Observé cómo, guiado por ultrasonidos, introducía un catéter de doble balón en el útero. Llenó el globo superior con agua para asegurarse de que el catéter no se saliera. Luego, infló el globo inferior, llenándolo también de agua. Presionó el embrión incrustado en mi cicatriz de cesárea contra la pared del útero, hasta que el corazón dejó de latir. En el segundo embrión, que estaba cerca, el corazón ya había dejado de latir. Mi cuerpo acabaría absorbiendo ambos sacos.
Entonces me envió a casa durante dos días, con los globos dentro de mí, tubos de grasa serpenteando por mis piernas y pegados a mis muslos. Exhausta, me acurruqué junto a mis hijas, mis lágrimas mojando su pelo después de que se hubieran dormido.
Había estado embarazada de ocho semanas, por lo que mi cuerpo tardaría ocho semanas en dejar de estarlo. En ese tiempo, estábamos en un estado de limbo. Lo único que podía hacer era vigilar mis niveles de beta hCG, una hormona del embarazo, cada semana, esperando que bajaran a cero. Lo hicieron.
Y el médico, que había preservado mi útero para un futuro y deseado embarazo, me advirtió que, si elegía tener otro hijo, aunque es raro, esto podría volver a ocurrir.
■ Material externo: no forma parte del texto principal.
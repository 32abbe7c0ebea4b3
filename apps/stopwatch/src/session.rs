use std::{sync::Arc, time::Duration};

use anyhow::{bail, Context, Result};
use shared::{error::CommandError, protocol::Command};
use stopwatch_core::Stopwatch;
use tokio_util::sync::CancellationToken;
use tracing::{debug, info, warn};

use crate::{
    config::Settings,
    console::Console,
    display::{self, FAREWELL, INVALID_COMMAND, RULE},
    input::{InputEvent, InputMode, InputPump},
};

#[derive(Debug, Clone)]
pub struct SessionOptions {
    pub refresh_interval: Duration,
    pub clear_screen: bool,
    /// Echo each key after the prompt; raw mode does not echo input.
    pub echo_keys: bool,
}

impl SessionOptions {
    pub fn from_settings(settings: &Settings) -> Self {
        Self {
            refresh_interval: settings.refresh_interval,
            clear_screen: settings.clear_screen,
            echo_keys: settings.input_mode == InputMode::Raw,
        }
    }
}

/// Runs the interactive session until Quit, end of input, or an I/O error.
///
/// The stopwatch is never left running and the display task is joined
/// before this returns, whichever way the loop ends.
pub async fn run(
    stopwatch: Arc<Stopwatch>,
    console: Console,
    input: &mut InputPump,
    options: &SessionOptions,
) -> Result<()> {
    console
        .print_lines(display::welcome_lines())
        .context("failed to print banner")?;

    let subscriptions = {
        let console = console.clone();
        stopwatch.notifications().subscribe_all(move |notification| {
            if let Err(err) = console.print_lines([display::notification_line(&notification.message)])
            {
                warn!("failed to print notification: {err}");
            }
        })
    };

    let display_token = CancellationToken::new();
    let display_task = display::spawn_display(
        Arc::clone(&stopwatch),
        console.clone(),
        options.refresh_interval,
        options.clear_screen,
        display_token.clone(),
    );

    let result = command_loop(&stopwatch, &console, input, options.echo_keys).await;
    if result.is_err() && stopwatch.is_running().await {
        stopwatch.stop().await;
    }

    display_token.cancel();
    if let Err(err) = display_task.await {
        warn!("display task terminated abnormally: {err}");
    }
    for id in subscriptions {
        stopwatch.notifications().unsubscribe(id);
    }
    info!("session ended");
    result
}

async fn command_loop(
    stopwatch: &Stopwatch,
    console: &Console,
    input: &mut InputPump,
    echo_keys: bool,
) -> Result<()> {
    let prompt = display::prompt();
    loop {
        console.print(&prompt)?;
        let event = input.next().await;
        if echo_keys {
            if let InputEvent::Key(key) = &event {
                console.print(&key.to_string())?;
            }
            console.end_line()?;
        }

        let command = match event {
            InputEvent::Key(key) => Command::from_key(key),
            InputEvent::Other => Err(CommandError::NonCharacterKey),
            InputEvent::Closed => {
                debug!("input closed; quitting");
                Ok(Command::Quit)
            }
            InputEvent::Error(message) => bail!("failed to read input: {message}"),
        };

        let command = match command {
            Ok(command) => command,
            Err(err) => {
                debug!(%err, "rejected command");
                console.print_lines([INVALID_COMMAND])?;
                continue;
            }
        };

        debug!(command = command.label(), "dispatching command");
        match command {
            Command::Start => stopwatch.start().await,
            Command::Stop => stopwatch.stop().await,
            Command::Reset => stopwatch.reset().await,
            Command::Quit => {
                stopwatch.stop().await;
                console.print_lines([FAREWELL, RULE])?;
                return Ok(());
            }
        }
    }
}

#[cfg(test)]
#[path = "tests/session_tests.rs"]
mod tests;
use anyhow::{Context, Result};
use crossterm::terminal::{disable_raw_mode, enable_raw_mode};

/// Keeps the terminal in raw mode for single-keypress input.
///
/// Dropping the session restores cooked mode, including on early returns
/// and error paths out of `main`.
pub struct TerminalSession {
    _private: (),
}

impl TerminalSession {
    pub fn enter() -> Result<Self> {
        enable_raw_mode().context("failed to enable raw terminal mode")?;
        Ok(Self { _private: () })
    }
}

impl Drop for TerminalSession {
    fn drop(&mut self) {
        let _ = disable_raw_mode();
    }
}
También me dijo que si volvía a quedarme embarazada debía hacerme inmediatamente una ecografía para asegurarse de que este raro tipo de embarazo no había vuelto a producirse.
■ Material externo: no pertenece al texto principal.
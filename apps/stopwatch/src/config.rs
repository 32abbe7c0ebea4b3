use std::time::Duration;

use clap::Parser;
use shared::error::SettingsError;
use tracing_subscriber::EnvFilter;

use crate::input::InputMode;

#[derive(Parser, Debug)]
#[command(version, about = "Console stopwatch (S start, T stop, R reset, Q quit)")]
pub struct Args {
    /// Display refresh cadence in milliseconds.
    #[arg(long, default_value_t = 500)]
    pub refresh_ms: u64,
    /// Real wait between ticks; every tick still adds one second.
    #[arg(long, default_value_t = 1000, hide = true)]
    pub tick_ms: u64,
    /// tracing filter directive, e.g. `info` or `stopwatch_core=debug`.
    #[arg(long, default_value = "warn")]
    pub log_level: String,
    /// Redraw below the previous frame instead of clearing the screen.
    #[arg(long)]
    pub no_clear: bool,
    /// Read one command per line from stdin instead of single keypresses.
    #[arg(long)]
    pub line_mode: bool,
}

#[derive(Debug, Clone, PartialEq, Eq)]
pub struct Settings {
    pub refresh_interval: Duration,
    pub tick_interval: Duration,
    pub log_filter: String,
    pub clear_screen: bool,
    pub input_mode: InputMode,
}

impl Default for Settings {
    fn default() -> Self {
        Self {
            refresh_interval: Duration::from_millis(500),
            tick_interval: stopwatch_core::DEFAULT_TICK_INTERVAL,
            log_filter: "warn".into(),
            clear_screen: true,
            input_mode: InputMode::Raw,
        }
    }
}

impl Settings {
    /// Line mode is forced when stdin is not a terminal, since raw
    /// keypresses cannot be read from a pipe.
    pub fn from_args(args: Args, stdin_is_terminal: bool) -> Result<Self, SettingsError> {
        if args.refresh_ms == 0 {
            return Err(SettingsError::ZeroInterval { name: "refresh-ms" });
        }
        if args.tick_ms == 0 {
            return Err(SettingsError::ZeroInterval { name: "tick-ms" });
        }

        let log_filter = args.log_level.trim().to_string();
        EnvFilter::try_new(&log_filter).map_err(|err| SettingsError::InvalidLogFilter {
            filter: log_filter.clone(),
            message: err.to_string(),
        })?;

        let input_mode = if args.line_mode || !stdin_is_terminal {
            InputMode::Lines
        } else {
            InputMode::Raw
        };

        Ok(Self {
            refresh_interval: Duration::from_millis(args.refresh_ms),
            tick_interval: Duration::from_millis(args.tick_ms),
            log_filter,
            clear_screen: !args.no_clear,
            input_mode,
        })
    }

    /// Raw mode turns off newline translation, so log lines written to a
    /// terminal would stair-step across the redrawn screen. Logging then
    /// only reaches a redirected stderr.
    pub fn effective_log_filter(&self, stderr_is_terminal: bool) -> &str {
        if self.input_mode == InputMode::Raw && stderr_is_terminal {
            "off"
        } else {
            &self.log_filter
        }
    }
}

#[cfg(test)]
#[path = "tests/config_tests.rs"]
mod tests;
Al final sí que quise tener otro bebé, pero me aconsejaron que esperara al menos seis meses para que mi cuerpo se recuperara.
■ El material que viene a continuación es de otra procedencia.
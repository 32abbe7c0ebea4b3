use std::{sync::Arc, time::Duration};

use shared::domain::{format_elapsed, Notification, NotificationKind};
use tokio::{
    sync::Mutex,
    task::JoinHandle,
    time::{self, MissedTickBehavior},
};
use tokio_util::sync::CancellationToken;
use tracing::{debug, info, warn};

mod notifications;
pub use notifications::{NotificationHandler, NotificationHub, SubscriptionId};

pub const DEFAULT_TICK_INTERVAL: Duration = Duration::from_secs(1);
/// Amount added to `elapsed` per tick, independent of the tick interval.
const TICK_INCREMENT: Duration = Duration::from_secs(1);

pub const STARTED_MESSAGE: &str = "Stopwatch Started!";
pub const ALREADY_RUNNING_MESSAGE: &str = "Stopwatch is already running.";
pub const NOT_RUNNING_MESSAGE: &str = "Stopwatch is not running.";
pub const RESET_MESSAGE: &str = "Stopwatch Reset!";

pub fn stopped_message(elapsed: Duration) -> String {
    format!(
        "Stopwatch Stopped! Total Time Elapsed: {}",
        format_elapsed(elapsed)
    )
}

#[derive(Debug, Clone, Copy, PartialEq, Eq)]
pub struct StopwatchSnapshot {
    pub elapsed: Duration,
    pub running: bool,
}

struct Ticker {
    token: CancellationToken,
    task: JoinHandle<()>,
}

struct StopwatchState {
    elapsed: Duration,
    running: bool,
    /// Present exactly while `running` is true.
    ticker: Option<Ticker>,
}

pub struct Stopwatch {
    tick_interval: Duration,
    state: Arc<Mutex<StopwatchState>>,
    /// Serializes Start/Stop/Reset end to end, including the tick loop join
    /// and the notifications, so observers see transitions in state order.
    /// Never held by the tick loop. Observers run while it is held, so they
    /// must not call back into Start/Stop/Reset.
    commands: Mutex<()>,
    notifications: NotificationHub,
    /// Parent of every tick loop token; cancelled on drop.
    lifetime: CancellationToken,
}

impl Default for Stopwatch {
    fn default() -> Self {
        Self::new()
    }
}

impl Stopwatch {
    pub fn new() -> Self {
        Self::with_tick_interval(DEFAULT_TICK_INTERVAL)
    }

    /// Each tick still adds exactly one second; only the real wait changes.
    /// A zero interval is clamped to one millisecond.
    pub fn with_tick_interval(tick_interval: Duration) -> Self {
        Self {
            tick_interval: tick_interval.max(Duration::from_millis(1)),
            state: Arc::new(Mutex::new(StopwatchState {
                elapsed: Duration::ZERO,
                running: false,
                ticker: None,
            })),
            commands: Mutex::new(()),
            notifications: NotificationHub::new(),
            lifetime: CancellationToken::new(),
        }
    }

    pub fn tick_interval(&self) -> Duration {
        self.tick_interval
    }

    pub fn notifications(&self) -> &NotificationHub {
        &self.notifications
    }

    pub fn on_started<F>(&self, handler: F) -> SubscriptionId
    where
        F: Fn(&Notification) + Send + Sync + 'static,
    {
        self.notifications.subscribe(NotificationKind::Started, handler)
    }

    pub fn on_stopped<F>(&self, handler: F) -> SubscriptionId
    where
        F: Fn(&Notification) + Send + Sync + 'static,
    {
        self.notifications.subscribe(NotificationKind::Stopped, handler)
    }

    pub fn on_reset<F>(&self, handler: F) -> SubscriptionId
    where
        F: Fn(&Notification) + Send + Sync + 'static,
    {
        self.notifications.subscribe(NotificationKind::Reset, handler)
    }

    pub async fn time_elapsed(&self) -> Duration {
        self.state.lock().await.elapsed
    }

    pub async fn is_running(&self) -> bool {
        self.state.lock().await.running
    }

    /// Reads `elapsed` and `running` under a single lock acquisition.
    pub async fn snapshot(&self) -> StopwatchSnapshot {
        let state = self.state.lock().await;
        StopwatchSnapshot {
            elapsed: state.elapsed,
            running: state.running,
        }
    }

    /// Must be called from within a tokio runtime.
    pub async fn start(&self) {
        let _command = self.commands.lock().await;
        let notification = {
            let mut state = self.state.lock().await;
            if state.running {
                debug!("start ignored: already running");
                Notification::new(
                    NotificationKind::Started,
                    ALREADY_RUNNING_MESSAGE,
                    state.elapsed,
                )
            } else {
                let token = self.lifetime.child_token();
                state.running = true;
                let task = self.spawn_tick_loop(token.clone());
                state.ticker = Some(Ticker { token, task });
                info!(elapsed_secs = state.elapsed.as_secs(), "stopwatch started");
                Notification::new(NotificationKind::Started, STARTED_MESSAGE, state.elapsed)
            }
        };
        self.notifications.emit(&notification);
    }

    pub async fn stop(&self) {
        let _command = self.commands.lock().await;
        let (notification, task) = {
            let mut state = self.state.lock().await;
            if state.running {
                let task = halt(&mut state);
                let elapsed = state.elapsed;
                (
                    Notification::new(NotificationKind::Stopped, stopped_message(elapsed), elapsed),
                    task,
                )
            } else {
                debug!("stop ignored: not running");
                (
                    Notification::new(
                        NotificationKind::Stopped,
                        NOT_RUNNING_MESSAGE,
                        state.elapsed,
                    ),
                    None,
                )
            }
        };

        if let Some(task) = task {
            join_tick_loop(task).await;
        }
        self.notifications.emit(&notification);
    }

    /// Stops (with its Stopped notification) when running, then zeroes
    /// `elapsed`. Never leaves the stopwatch running.
    pub async fn reset(&self) {
        let _command = self.commands.lock().await;
        let (stopped, task) = {
            let mut state = self.state.lock().await;
            let stopped = if state.running {
                let task = halt(&mut state);
                let elapsed = state.elapsed;
                let notification =
                    Notification::new(NotificationKind::Stopped, stopped_message(elapsed), elapsed);
                (Some(notification), task)
            } else {
                (None, None)
            };
            state.elapsed = Duration::ZERO;
            info!("stopwatch reset");
            stopped
        };

        if let Some(task) = task {
            join_tick_loop(task).await;
        }
        if let Some(notification) = stopped {
            self.notifications.emit(&notification);
        }
        self.notifications.emit(&Notification::new(
            NotificationKind::Reset,
            RESET_MESSAGE,
            Duration::ZERO,
        ));
    }

    fn spawn_tick_loop(&self, token: CancellationToken) -> JoinHandle<()> {
        let state = Arc::clone(&self.state);
        let period = self.tick_interval;
        let first_tick = time::Instant::now() + period;
        tokio::spawn(async move {
            let mut ticks = time::interval_at(first_tick, period);
            ticks.set_missed_tick_behavior(MissedTickBehavior::Delay);
            loop {
                tokio::select! {
                    biased;
                    _ = token.cancelled() => break,
                    _ = ticks.tick() => {}
                }

                let mut guard = state.lock().await;
                // Stop cancels while holding the lock, so this check makes
                // the increment and the cancellation mutually exclusive.
                if token.is_cancelled() {
                    break;
                }
                guard.elapsed += TICK_INCREMENT;
                debug!(elapsed_secs = guard.elapsed.as_secs(), "tick");
            }
            debug!("tick loop exited");
        })
    }
}

impl Drop for Stopwatch {
    fn drop(&mut self) {
        self.lifetime.cancel();
    }
}

/// Cancels the active tick loop and clears `running`, in that order.
fn halt(state: &mut StopwatchState) -> Option<JoinHandle<()>> {
    let task = state.ticker.take().map(|ticker| {
        ticker.token.cancel();
        ticker.task
    });
    state.running = false;
    info!(elapsed_secs = state.elapsed.as_secs(), "stopwatch stopped");
    task
}

async fn join_tick_loop(task: JoinHandle<()>) {
    if let Err(err) = task.await {
        if !err.is_cancelled() {
            warn!("tick loop terminated abnormally: {err}");
        }
    }
}

#[cfg(test)]
#[path = "tests/lib_tests.rs"]
mod tests;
Cuatro meses después, de nuevo, a pesar de las precauciones, estaba ante otra prueba de embarazo positiva. Ese terminó en un aborto espontáneo, al igual que otro posterior. Por suerte, ninguno de los dos estaba en la cicatriz. Mi cuerpo y mi mente necesitaban tiempo para sanar después de cargar con un enorme agujero negro de cuatro pérdidas en un año.
Ahora, dos años después, he concebido y dado a luz con éxito a un niño sano, y llevo esas pérdidas con paz en mi corazón.